→ TASK DIRECTIONS: This task calls for copying every line in the data below that contains the word "chain".

→ SUPPLIED MATERIAL:
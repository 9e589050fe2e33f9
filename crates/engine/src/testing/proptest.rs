//! Property-based testing macros for state machines.

/// Property: State machines should be deterministic.
///
/// Given the same initial state and event, the state machine should always produce the same
/// result.
///
/// # Arguments
/// * `$sm_type` - The state machine type
/// * `$create_fn` - Function to create SM from state: `Fn(State) -> SM`
/// * `$get_state_fn` - Function to get state from SM: `Fn(&SM) -> &State`
/// * `$config` - Configuration to pass to `process_event`
/// * `$state_strategy` - Proptest strategy for generating states
/// * `$event_strategy` - Proptest strategy for generating events
#[macro_export]
macro_rules! prop_deterministic {
    ($sm_type:ty, $create_fn:expr, $get_state_fn:expr, $config:expr, $state_strategy:expr, $event_strategy:expr) => {
        proptest::proptest! {
            #[test]
            fn state_machine_is_deterministic(
                state in $state_strategy,
                event in $event_strategy,
            ) {
                use $crate::state_machine::StateMachine;

                let mut sm1: $sm_type = $create_fn(state.clone());
                let mut sm2: $sm_type = $create_fn(state);

                let result1 = sm1.process_event($config, event.clone());
                let result2 = sm2.process_event($config, event);

                match (result1, result2) {
                    (Ok(out1), Ok(out2)) => {
                        proptest::prop_assert_eq!($get_state_fn(&sm1), $get_state_fn(&sm2));
                        proptest::prop_assert_eq!(out1.duties, out2.duties);
                    }
                    (Err(_), Err(_)) => {
                        // Both failed - that's consistent
                    }
                    _ => {
                        proptest::prop_assert!(false, "Inconsistent results: one succeeded, one failed");
                    }
                }
            }
        }
    };
}

/// Property: A rejected event leaves the state untouched.
///
/// # Arguments
/// * `$sm_type` - The state machine type
/// * `$create_fn` - Function to create SM from state: `Fn(State) -> SM`
/// * `$get_state_fn` - Function to get state from SM: `Fn(&SM) -> &State`
/// * `$config` - Configuration to pass to `process_event`
/// * `$state_strategy` - Proptest strategy for generating states
/// * `$event_strategy` - Proptest strategy for generating events
#[macro_export]
macro_rules! prop_errors_leave_state_unchanged {
    ($sm_type:ty, $create_fn:expr, $get_state_fn:expr, $config:expr, $state_strategy:expr, $event_strategy:expr) => {
        proptest::proptest! {
            #[test]
            fn errors_leave_state_unchanged(
                state in $state_strategy,
                event in $event_strategy,
            ) {
                use $crate::state_machine::StateMachine;

                let initial_state = state.clone();
                let mut sm: $sm_type = $create_fn(state);

                if sm.process_event($config, event).is_err() {
                    proptest::prop_assert_eq!(&initial_state, $get_state_fn(&sm), "State changed despite error");
                }
            }
        }
    };
}
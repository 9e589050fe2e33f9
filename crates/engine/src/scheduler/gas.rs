//! Re-pricing of queued items to the latest network fee.

use custody_primitives::network_fee::NetworkFee;
use tracing::debug;

use crate::{context::CustodyCtx, errors::EngineResult, store::CustodyStore};

impl CustodyCtx<'_> {
    /// Refreshes max gas and gas rate of the items still pending in the current queue.
    pub(crate) fn reprice_current_queue(&mut self) -> EngineResult<()> {
        let height = self.height;
        let mut txout = self.store().txout(height)?;
        let mut changed = Vec::new();

        for item in txout.items.iter_mut().filter(|i| i.is_pending()) {
            if item.chain.is_native() {
                continue;
            }
            let Some(fee) = self
                .store()
                .network_fee(item.chain)?
                .filter(NetworkFee::is_valid)
            else {
                continue;
            };

            let max_gas = vec![fee.max_gas()];
            if item.max_gas == max_gas && item.gas_rate == fee.transaction_fee_rate {
                continue;
            }

            item.max_gas = max_gas;
            item.gas_rate = fee.transaction_fee_rate;
            changed.push(item.clone());
        }

        if changed.is_empty() {
            return Ok(());
        }
        self.store_mut().put_txout(&txout)?;

        for item in &changed {
            if item.in_hash.is_blank() {
                continue;
            }
            if let Some(mut voter) = self.store().voter(&item.in_hash)? {
                voter.update_action_item(height, item);
                self.store_mut().put_voter(&voter)?;
            }
        }

        debug!(%height, repriced = changed.len(), "refreshed outbound gas");
        Ok(())
    }
}
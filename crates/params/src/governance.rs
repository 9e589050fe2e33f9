//! Runtime overrides of protocol parameters.

use std::{collections::BTreeMap, fmt, path::Path};

use serde::{Deserialize, Serialize};

use crate::errors::ParamsResult;

/// Keys of the parameters that governance can override.
#[derive(Debug, Clone, Copy, PartialEq, Eq, PartialOrd, Ord, Hash)]
pub enum ParamKey {
    /// Numerator of the consensus threshold.
    ConsensusThresholdNum,
    /// Denominator of the consensus threshold.
    ConsensusThresholdDen,
    /// Blocks after consensus during which late matching observations are forgiven.
    ObservationDelayFlexibility,
    /// Points added per observation.
    ObserveSlashPoints,
    /// Points for not observing a transaction that reached consensus.
    LackOfObservationPenalty,
    /// Blocks a vault has to sign an outbound.
    SigningTransactionPeriod,
    /// Points for failing to sign.
    SigningSlashPoints,
    /// Jail time for a per-node vault owner that failed to sign.
    JailTimeSigning,
    /// Signing windows an outbound is retried for.
    MaxOutboundAttempts,
    /// Flat outbound fee.
    OutboundTransactionFee,
    /// Per-block value above which outbounds are delayed.
    MinTxOutVolumeThreshold,
    /// Release rate of queued outbound value.
    TxOutDelayRate,
    /// Future blocks inspected by the delay computation.
    TxOutDelayMax,
    /// Maximum outbound delay.
    MaxTxOutOffset,
    /// Slash multiplier.
    SlashPenalty,
    /// Slashed value at which a chain is halted.
    PauseOnSlashThreshold,
    /// Maximum age of double-sign evidence.
    DoubleSignMaxAge,
    /// Fraction of the bond burned for double signing.
    DoubleSignSlash,
    /// Blocks between slash point decays.
    SlashPointDecayInterval,
    /// Points removed per decay.
    SlashPointDecay,
}

impl ParamKey {
    /// All keys.
    pub const ALL: [ParamKey; 20] = [
        ParamKey::ConsensusThresholdNum,
        ParamKey::ConsensusThresholdDen,
        ParamKey::ObservationDelayFlexibility,
        ParamKey::ObserveSlashPoints,
        ParamKey::LackOfObservationPenalty,
        ParamKey::SigningTransactionPeriod,
        ParamKey::SigningSlashPoints,
        ParamKey::JailTimeSigning,
        ParamKey::MaxOutboundAttempts,
        ParamKey::OutboundTransactionFee,
        ParamKey::MinTxOutVolumeThreshold,
        ParamKey::TxOutDelayRate,
        ParamKey::TxOutDelayMax,
        ParamKey::MaxTxOutOffset,
        ParamKey::SlashPenalty,
        ParamKey::PauseOnSlashThreshold,
        ParamKey::DoubleSignMaxAge,
        ParamKey::DoubleSignSlash,
        ParamKey::SlashPointDecayInterval,
        ParamKey::SlashPointDecay,
    ];

    /// The name under which governance stores the key.
    pub const fn name(&self) -> &'static str {
        match self {
            ParamKey::ConsensusThresholdNum => "ConsensusThresholdNum",
            ParamKey::ConsensusThresholdDen => "ConsensusThresholdDen",
            ParamKey::ObservationDelayFlexibility => "ObservationDelayFlexibility",
            ParamKey::ObserveSlashPoints => "ObserveSlashPoints",
            ParamKey::LackOfObservationPenalty => "LackOfObservationPenalty",
            ParamKey::SigningTransactionPeriod => "SigningTransactionPeriod",
            ParamKey::SigningSlashPoints => "SigningSlashPoints",
            ParamKey::JailTimeSigning => "JailTimeSigning",
            ParamKey::MaxOutboundAttempts => "MaxOutboundAttempts",
            ParamKey::OutboundTransactionFee => "OutboundTransactionFee",
            ParamKey::MinTxOutVolumeThreshold => "MinTxOutVolumeThreshold",
            ParamKey::TxOutDelayRate => "TxOutDelayRate",
            ParamKey::TxOutDelayMax => "TxOutDelayMax",
            ParamKey::MaxTxOutOffset => "MaxTxOutOffset",
            ParamKey::SlashPenalty => "SlashPenalty",
            ParamKey::PauseOnSlashThreshold => "PauseOnSlashThreshold",
            ParamKey::DoubleSignMaxAge => "DoubleSignMaxAge",
            ParamKey::DoubleSignSlash => "DoubleSignSlash",
            ParamKey::SlashPointDecayInterval => "SlashPointDecayInterval",
            ParamKey::SlashPointDecay => "SlashPointDecay",
        }
    }

    /// Returns whether zero is a meaningful value for this key. For the other keys a zero
    /// override is treated as absent.
    pub const fn allows_zero(&self) -> bool {
        matches!(
            self,
            ParamKey::ObserveSlashPoints
                | ParamKey::LackOfObservationPenalty
                | ParamKey::MaxOutboundAttempts
                | ParamKey::OutboundTransactionFee
                | ParamKey::MinTxOutVolumeThreshold
                | ParamKey::TxOutDelayRate
                | ParamKey::PauseOnSlashThreshold
                | ParamKey::SlashPointDecayInterval
        )
    }

    /// Returns the override if it is valid for this key.
    pub fn validate(&self, value: i64) -> Option<u64> {
        let value = u64::try_from(value).ok()?;
        (value > 0 || self.allows_zero()).then_some(value)
    }
}

impl fmt::Display for ParamKey {
    fn fmt(&self, f: &mut fmt::Formatter<'_>) -> fmt::Result {
        f.write_str(self.name())
    }
}

/// Read-only source of governance overrides.
pub trait GovernanceSource {
    /// Returns the raw override stored for `key`, if any.
    fn get(&self, key: ParamKey) -> Option<i64>;
}

/// A source without any overrides.
#[derive(Debug, Clone, Copy, Default)]
pub struct NoOverrides;

impl GovernanceSource for NoOverrides {
    fn get(&self, _key: ParamKey) -> Option<i64> {
        None
    }
}

/// Overrides keyed by [`ParamKey::name`], loadable from TOML.
#[derive(Debug, Clone, Default, PartialEq, Eq, Serialize, Deserialize)]
#[serde(transparent)]
pub struct MimirOverrides(BTreeMap<String, i64>);

impl MimirOverrides {
    /// Creates an empty set of overrides.
    pub fn new() -> Self {
        Self::default()
    }

    /// Sets the override for `key`.
    pub fn set(&mut self, key: ParamKey, value: i64) {
        self.0.insert(key.name().to_string(), value);
    }

    /// Removes the override for `key`.
    pub fn remove(&mut self, key: ParamKey) {
        self.0.remove(key.name());
    }

    /// Parses overrides from a TOML document of `Name = value` pairs.
    pub fn from_toml_str(s: &str) -> ParamsResult<Self> {
        Ok(toml::from_str(s)?)
    }

    /// Loads overrides from a TOML file.
    pub fn load(path: impl AsRef<Path>) -> ParamsResult<Self> {
        let contents = std::fs::read_to_string(path)?;
        Self::from_toml_str(&contents)
    }
}

impl GovernanceSource for MimirOverrides {
    fn get(&self, key: ParamKey) -> Option<i64> {
        self.0.get(key.name()).copied()
    }
}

→ OUTPUT:
            if item.chain.is_native() {
                .network_fee(item.chain)?
    /// Slashed value at which a chain is halted.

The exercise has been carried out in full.